Researchers Chris Valasek (Senior Security Researcher at Coverity) and Tarjei Mandt (senior vulnerability researcher at Azimuth Security) spend their days seeking ways to compromise security in Windows. They're good guys; if they find a problem they report it, rather than exploiting it for illicit gain. At the Black Hat conference they reported on their analysis of new low-level security features in Windows 8.
The precise details of what they discovered were barely within the realm of my comprehension. Apparently many doubly-linked lists within Windows 8 are now protected by "pool cookies." To avoid exploits that involve forcing arbitrary code or data into places it doesn't belong, Windows 8 randomizes locations for memory allocation and adds "guard pages" as needed. That sort of thing.
In between slides filled with code and intense details, Valasek and Mandt displayed a couple that anybody could understand. The column for Windows Vista was all red, meaning not secure. Windows 7 was close, with just a few green checkmarks. And of course Windows 8 displayed a column of solid green checkmarks. Expert or not, we know that green is good.
After the talk I checked in with Valasek.
Rubenking: Back in the day I would write TSR (Terminate and Stay Resident) programs in DOS, and they were great, and useful. But the malware writers used the same DOS features to write bad stuff. Microsoft could have shut them down, but they would have shut me down too. It seems from your talk like they don't plan to shut anybody down. They're doing fine-tuning, working really hard to ensure that everything still works while they crank up security. Do you think it's conceivable you could write an operating system that just wouldn't be vulnerable to attack?

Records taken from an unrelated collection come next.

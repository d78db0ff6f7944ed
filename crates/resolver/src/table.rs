use std::collections::HashMap;
use std::sync::atomic::{AtomicU64, Ordering};

use chatrouter_core::{CommunityId, Route, RoutePattern};

/// An immutable, indexed snapshot of a community's routes (spec.md §4.2:
/// "Fetch the route table for the community (hot-cached, invalidated by
/// admin-plane versioning signal)"). Built once per version and shared
/// behind an `Arc` by [`RouteTableCache`].
#[derive(Debug, Default)]
pub struct RouteTable {
    routes: Vec<Route>,
    exact: HashMap<String, Vec<usize>>,
    alias: HashMap<String, Vec<usize>>,
    /// Prefix patterns, longest-first so the first hit in iteration order is
    /// the longest-prefix match.
    prefixes: Vec<(String, usize)>,
    event_type: HashMap<String, Vec<usize>>,
    version: u64,
}

impl RouteTable {
    #[must_use]
    pub fn build(routes: Vec<Route>, version: u64) -> Self {
        let mut table = Self {
            version,
            ..Default::default()
        };
        for (idx, route) in routes.iter().enumerate() {
            match &route.pattern {
                RoutePattern::Exact { command } => {
                    table.exact.entry(command.clone()).or_default().push(idx);
                }
                RoutePattern::Alias { aliases } => {
                    for alias in aliases {
                        table.alias.entry(alias.clone()).or_default().push(idx);
                    }
                }
                RoutePattern::Prefix { prefix } => {
                    table.prefixes.push((prefix.clone(), idx));
                }
                RoutePattern::EventType { event_type } => {
                    table
                        .event_type
                        .entry(event_type.clone())
                        .or_default()
                        .push(idx);
                }
            }
        }
        // Longest-prefix-first, so a scan in order finds the most specific
        // prefix match before any shorter one.
        table.prefixes.sort_by(|a, b| b.0.len().cmp(&a.0.len()));
        table.routes = routes;
        table
    }

    #[must_use]
    pub fn version(&self) -> u64 {
        self.version
    }

    #[must_use]
    pub fn routes(&self) -> &[Route] {
        &self.routes
    }

    pub(crate) fn route(&self, idx: usize) -> &Route {
        &self.routes[idx]
    }

    pub(crate) fn exact_matches(&self, command: &str) -> &[usize] {
        self.exact.get(command).map_or(&[], Vec::as_slice)
    }

    pub(crate) fn alias_matches(&self, command: &str) -> &[usize] {
        self.alias.get(command).map_or(&[], Vec::as_slice)
    }

    pub(crate) fn prefix_matches(&self, command: &str) -> Vec<usize> {
        self.prefixes
            .iter()
            .filter(|(prefix, _)| command.starts_with(prefix.as_str()))
            .map(|(_, idx)| *idx)
            .collect()
    }

    pub(crate) fn event_type_matches(&self, event_type: &str) -> &[usize] {
        self.event_type.get(event_type).map_or(&[], Vec::as_slice)
    }
}

/// Per-community cache of the latest [`RouteTable`], invalidated lazily when
/// a higher version token is observed (spec.md §4.2 cache clause).
#[derive(Default)]
pub struct RouteTableCache {
    tables: dashmap::DashMap<CommunityId, std::sync::Arc<RouteTable>>,
    observed_version: dashmap::DashMap<CommunityId, AtomicU64>,
}

impl RouteTableCache {
    #[must_use]
    pub fn new() -> Self {
        Self::default()
    }

    /// Record that the admin plane has published a new version for a
    /// community; does not itself rebuild the table, only marks it stale
    /// for the next `get_or_build` call.
    pub fn notify_version(&self, community: &CommunityId, version: u64) {
        self.observed_version
            .entry(community.clone())
            .and_modify(|v| {
                v.fetch_max(version, Ordering::SeqCst);
            })
            .or_insert_with(|| AtomicU64::new(version));
    }

    /// Return the cached table for `community` if it is at least as new as
    /// the latest observed version, otherwise rebuild it from `routes` and
    /// cache the result.
    pub fn get_or_build(
        &self,
        community: &CommunityId,
        version: u64,
        routes: impl FnOnce() -> Vec<Route>,
    ) -> std::sync::Arc<RouteTable> {
        if let Some(entry) = self.tables.get(community) {
            if entry.version() >= version {
                return entry.clone();
            }
        }
        let table = std::sync::Arc::new(RouteTable::build(routes(), version));
        self.tables.insert(community.clone(), table.clone());
        table
    }
}

#[cfg(test)]
mod tests {
    use chatrouter_core::{CachePolicy, RateLimitClass, RoutePattern, TargetSelection};

    use super::*;

    fn route(pattern: RoutePattern, priority: i32) -> Route {
        Route {
            id: "r1".into(),
            pattern,
            module: "weather".into(),
            required_scopes: vec![],
            rate_limit_class: RateLimitClass::Chatty,
            cache_policy: CachePolicy::disabled(),
            target_selection: TargetSelection::SameAsOrigin,
            priority,
            ordered: true,
        }
    }

    #[test]
    fn longest_prefix_sorts_first() {
        let table = RouteTable::build(
            vec![
                route(
                    RoutePattern::Prefix {
                        prefix: "!w".into(),
                    },
                    0,
                ),
                route(
                    RoutePattern::Prefix {
                        prefix: "!weather".into(),
                    },
                    0,
                ),
            ],
            1,
        );
        let matches = table.prefix_matches("!weather today");
        assert_eq!(matches.len(), 2);
        assert_eq!(table.route(matches[0]).pattern, RoutePattern::Prefix {
            prefix: "!weather".into(),
        });
    }

    #[test]
    fn cache_skips_rebuild_for_stale_version() {
        let cache = RouteTableCache::new();
        let community = CommunityId::new("c1");
        let mut build_calls = 0;
        cache.get_or_build(&community, 1, || {
            build_calls += 1;
            vec![]
        });
        cache.get_or_build(&community, 1, || {
            build_calls += 1;
            vec![]
        });
        assert_eq!(build_calls, 1);
    }
}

Valasek: No, that doesn't exist. Not as long as humans are writing the code. Once Skynet takes over and humans don't write code any more that might be possible. They have to have a certain amount of data and algorithms and structures that are needed, so there's always a potential to use this stuff for exploitation purposes. Here's the thing. If you don't make it impossible, but you make it severely difficult so only a tenth of one percent of the population can do it, you've effectively lowered the threat to decent levels.
Rubenking: And if you hire that one tenth of one percent…
Valasek: That's just what Google and Microsoft have done. Hire that one tenth of one percent, then you're good.
Rubenking: Thank you Chris!
Indeed, Windows 8 isn't perfect. Valasek and Mandt laid out a number of possible avenues that hackers might conceivably exploit. But as Valasek said, it will be severely difficult, and only the most adept will come close to exploiting the tiny vulnerabilities that remain.